**Your objective:**
Set down the records that follow exactly and completely.

**Records for this exercise:**
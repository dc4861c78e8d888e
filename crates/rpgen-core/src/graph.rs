//! GraphStore: the single owner of planning nodes and typed edges.
//!
//! Nodes and edges live in a petgraph `StableDiGraph`, so indices stay
//! valid across edge removal. Two `IndexMap`s map stable ids to graph
//! indices and remember insertion order, which the scheduler uses as its
//! final tie-break and which snapshots preserve.
//!
//! Mutations are all-or-nothing: every check runs before the graph is
//! touched, so a rejected mutation leaves the store unchanged.

use std::collections::{BTreeMap, HashSet, VecDeque};

use indexmap::IndexMap;
use petgraph::stable_graph::{EdgeIndex, NodeIndex, StableDiGraph};
use petgraph::visit::EdgeRef;
use petgraph::Direction;
use serde::Serialize;

use crate::edge::{Edge, EdgeKey, EdgeKind};
use crate::error::CoreError;
use crate::id::NodeId;
use crate::node::{GeneratedOutput, Node, NodeKind};
use crate::snapshot::{GraphSnapshot, SNAPSHOT_VERSION};
use crate::status::NodeStatus;

/// Node and edge counts per kind.
#[derive(Debug, Clone, Default, PartialEq, Eq, Serialize)]
pub struct GraphMetrics {
    pub total_nodes: usize,
    pub total_edges: usize,
    pub nodes_by_kind: BTreeMap<NodeKind, usize>,
    pub edges_by_kind: BTreeMap<EdgeKind, usize>,
}

/// The planning graph.
#[derive(Debug, Clone, Default)]
pub struct GraphStore {
    graph: StableDiGraph<Node, Edge>,
    /// Node id -> graph index, in insertion order.
    nodes: IndexMap<NodeId, NodeIndex>,
    /// Edge identity -> graph index, in insertion order.
    edges: IndexMap<EdgeKey, EdgeIndex>,
    /// Graph-level planning metadata carried through snapshots.
    metadata: BTreeMap<String, serde_json::Value>,
}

**Solution to this exercise:**
repository dc4861c78e8d888e
filename crates/rpgen-core/src/graph.rs
//! GraphStore: the single owner of planning nodes and typed edges.
//!
//! Nodes and edges live in a petgraph `StableDiGraph`, so indices stay
//! valid across edge removal. Two `IndexMap`s map stable ids to graph
//! indices and remember insertion order, which the scheduler uses as its
//! final tie-break and which snapshots preserve.
//!
//! Mutations are all-or-nothing: every check runs before the graph is
//! touched, so a rejected mutation leaves the store unchanged.

use std::collections::{BTreeMap, HashSet, VecDeque};

use indexmap::IndexMap;
use petgraph::stable_graph::{EdgeIndex, NodeIndex, StableDiGraph};
use petgraph::visit::EdgeRef;
use petgraph::Direction;
use serde::Serialize;

use crate::edge::{Edge, EdgeKey, EdgeKind};
use crate::error::CoreError;
use crate::id::NodeId;
use crate::node::{GeneratedOutput, Node, NodeKind};
use crate::snapshot::{GraphSnapshot, SNAPSHOT_VERSION};
use crate::status::NodeStatus;

/// Node and edge counts per kind.
#[derive(Debug, Clone, Default, PartialEq, Eq, Serialize)]
pub struct GraphMetrics {
    pub total_nodes: usize,
    pub total_edges: usize,
    pub nodes_by_kind: BTreeMap<NodeKind, usize>,
    pub edges_by_kind: BTreeMap<EdgeKind, usize>,
}

/// The planning graph.
#[derive(Debug, Clone, Default)]
pub struct GraphStore {
    graph: StableDiGraph<Node, Edge>,
    /// Node id -> graph index, in insertion order.
    nodes: IndexMap<NodeId, NodeIndex>,
    /// Edge identity -> graph index, in insertion order.
    edges: IndexMap<EdgeKey, EdgeIndex>,
    /// Graph-level planning metadata carried through snapshots.
    metadata: BTreeMap<String, serde_json::Value>,
}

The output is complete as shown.